The following is a non-normative example of the supported Self-issued OP Discovery metadata values:

  {
   "authorization_endpoint":
    "openid:",
   "issuer":
    "https://self-issued.me/v2",
   "response_types_supported":
    ["id_token"],
   "scopes_supported":
    ["openid", "profile", "email", "address", "phone"],
   "subject_types_supported":
    ["pairwise"],
    "id_token_signing_alg_values_supported":
    ["ES256", "ES256K"],
   "request_object_signing_alg_values_supported":
    ["ES256", "ES256K"]
  }

6.2. Relying Party Registration

Relying Party must communicate which metadata parameters it supports. If Self-Issued OP and RP mutually support a compatible set of parameters, Self-Issued OP flow continues. If they do not, Self-Issued OP returns an error. Metadata parameters should preferrably be sent by reference as a URI, but when RP cannot host a webserver, they can be sent by value.

OpenID Connect defines the following negotiation parameters to enable Relying Party to provide information about itself to a Self-Issued OP that would normally be provided to an OP during Dynamic Client Registration:

registration OPTIONAL. This parameter enables RP Registration Metadata to be passed in a single, self-contained parameter. The value is a JSON object containing RP Registration Metadata values.

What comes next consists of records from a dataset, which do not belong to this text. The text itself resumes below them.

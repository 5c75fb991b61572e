use std::collections::{BTreeSet, HashSet};
use std::sync::mpsc;
use std::thread;
use std::time::Duration;

use good_lp::{
    Expression, ProblemVariables, ResolutionError, Solution, SolverModel, Variable, constraint,
    microlp, variable,
};
use thiserror::Error;

use crate::entities::{Player, Position, RosterEntry, SquadComposition};

/// Solver backends report binaries as floats; anything at or below this
/// is treated as unselected so a 1e-9 truthy-zero can never pick a
/// player.
const BINARY_EPSILON: f64 = 1e-6;

#[derive(Debug, Error)]
pub enum SolveError {
    /// The constraint families cannot be satisfied together. Distinct
    /// from an empty selection: callers must never mistake this for a
    /// valid zero-player roster.
    #[error("no feasible squad under the given constraints")]
    Infeasible,
    #[error("solver exceeded the {0:?} time limit")]
    Timeout(Duration),
    #[error("solver failure: {0}")]
    Solver(String),
}

#[derive(Debug, Clone)]
pub struct Squad {
    /// Selected players joined back to their full rows, in input order
    /// of first match.
    pub entries: Vec<RosterEntry>,
    pub objective: f64,
}

/// Pick the squad maximising `score_feature` subject to the budget, the
/// exact per-position counts, and the per-club cap. One binary decision
/// variable per unique player id; duplicate ids keep their first
/// occurrence. The solve runs on a worker thread and fails closed with
/// `Timeout` rather than hanging the caller on a pathological input.
pub fn solve<F>(
    pool: &[Player],
    composition: &SquadComposition,
    max_per_club: usize,
    budget: u32,
    timeout: Duration,
    score_feature: F,
) -> Result<Squad, SolveError>
where
    F: Fn(&Player) -> f64,
{
    let mut seen = HashSet::new();
    let mut candidates: Vec<(Player, f64)> = Vec::with_capacity(pool.len());
    for player in pool {
        if seen.insert(player.id) {
            let score = score_feature(player);
            candidates.push((player.clone(), score));
        }
    }

    // Cheap infeasibility check before handing the model to the solver.
    for position in Position::ALL {
        let available = candidates
            .iter()
            .filter(|(player, _)| player.position == position)
            .count();
        if available < composition.count(position) {
            return Err(SolveError::Infeasible);
        }
    }

    let composition = *composition;
    let (tx, rx) = mpsc::channel();
    thread::spawn(move || {
        let _ = tx.send(solve_model(candidates, composition, max_per_club, budget));
    });

    match rx.recv_timeout(timeout) {
        Ok(result) => result,
        // The worker is left to finish and its result dropped.
        Err(mpsc::RecvTimeoutError::Timeout) => Err(SolveError::Timeout(timeout)),
        Err(mpsc::RecvTimeoutError::Disconnected) => {
            Err(SolveError::Solver("solver worker exited without a result".into()))
        }
    }
}

fn solve_model(
    candidates: Vec<(Player, f64)>,
    composition: SquadComposition,
    max_per_club: usize,
    budget: u32,
) -> Result<Squad, SolveError> {
    let mut problem = ProblemVariables::new();
    let selected: Vec<Variable> = candidates
        .iter()
        .map(|_| problem.add(variable().binary()))
        .collect();

    let objective: Expression = candidates
        .iter()
        .zip(&selected)
        .map(|((_, score), &var)| *score * var)
        .sum();

    let mut model = problem.maximise(objective).using(microlp);

    let total_cost: Expression = candidates
        .iter()
        .zip(&selected)
        .map(|((player, _), &var)| f64::from(player.cost) * var)
        .sum();
    model = model.with(constraint!(total_cost <= f64::from(budget)));

    // Exact counts: a squad has precisely the configured shape, not "up
    // to" it.
    for position in Position::ALL {
        let vars: Vec<Variable> = candidates
            .iter()
            .zip(&selected)
            .filter(|((player, _), _)| player.position == position)
            .map(|(_, &var)| var)
            .collect();
        // A position with no candidates and no requirement adds nothing;
        // the availability pre-check already rejected the under-supplied
        // case.
        if vars.is_empty() && composition.count(position) == 0 {
            continue;
        }
        let count: Expression = vars.into_iter().map(Expression::from).sum();
        model = model.with(constraint!(count == composition.count(position) as f64));
    }

    let clubs: BTreeSet<u32> = candidates.iter().map(|(player, _)| player.club).collect();
    for club in clubs {
        let count: Expression = candidates
            .iter()
            .zip(&selected)
            .filter(|((player, _), _)| player.club == club)
            .map(|(_, &var)| Expression::from(var))
            .sum();
        model = model.with(constraint!(count <= max_per_club as f64));
    }

    let solution = model.solve().map_err(|err| match err {
        ResolutionError::Infeasible => SolveError::Infeasible,
        other => SolveError::Solver(other.to_string()),
    })?;

    // Selection is read straight off the index->variable mapping; ids
    // are never recovered from solver-generated names.
    let mut entries = Vec::new();
    let mut objective = 0.0;
    for ((player, score), &var) in candidates.iter().zip(&selected) {
        if solution.value(var) > BINARY_EPSILON {
            objective += *score;
            entries.push(RosterEntry {
                player: player.clone(),
                score: *score,
            });
        }
    }
    Ok(Squad { entries, objective })
}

registration_uri OPTIONAL. This parameter enables RP Registration Metadata to be passed by reference, rather than by value. The request_uri value is a URL using the https scheme referencing a resource containing RP Negotiation Metadata values.

RP MUST use either of there parameters, but if one of these parameters is used, the other MUST NOT be used in the same request.

RP Negotiation metadata values are defined in Section 4.3 and Section 2.1 of the OpenID Connect Dynamic RP Registration 1.0 [OpenID.Registration] specification.

If Self-Issued OP supports the same parameters, Self-Issued OpenID Provider flow continues, if Self-Issued OP does not support, it returns an error.

If no error is returned, the RP must proceed as if it had obtained the following Client Registration Response:

  • client_id

    • redirect_uri value of the Client.

  • clientsecretexpires_at

Metadata parameters should preferably be sent by reference as a URI using registration_uri parameter, but when RP cannot host a webserver, metadata parameters should be sent by value using registration parameter.

registration and registration_uri parameters SHOULD NOT be used when the OP is not a Self-Issued OP.

6.2.1. Passing Relying Party Registration Metadata by Value

The registration SIOP Request parameter enables RP Registration Metadata to be passed in a single, self-contained parameter.

The registration parameter value is represented in an OAuth 2.0 request as a UTF-8 encoded JSON object (which ends up being form-urlencoded when passed as an OAuth parameter). When used in a Request Object value, per Section 6.1, the JSON object is used as the value of the registration member.

6.2.2. Passing Relying Party Registration Metadata by Reference

The registration_uri SIOP Request parameter enables RP Registration Metadata to be passed by reference.

This parameter is used identically to the request parameter, other than that the Relying Party registration metadata value is retrieved from the resource at the specified URL, rather than passed by value.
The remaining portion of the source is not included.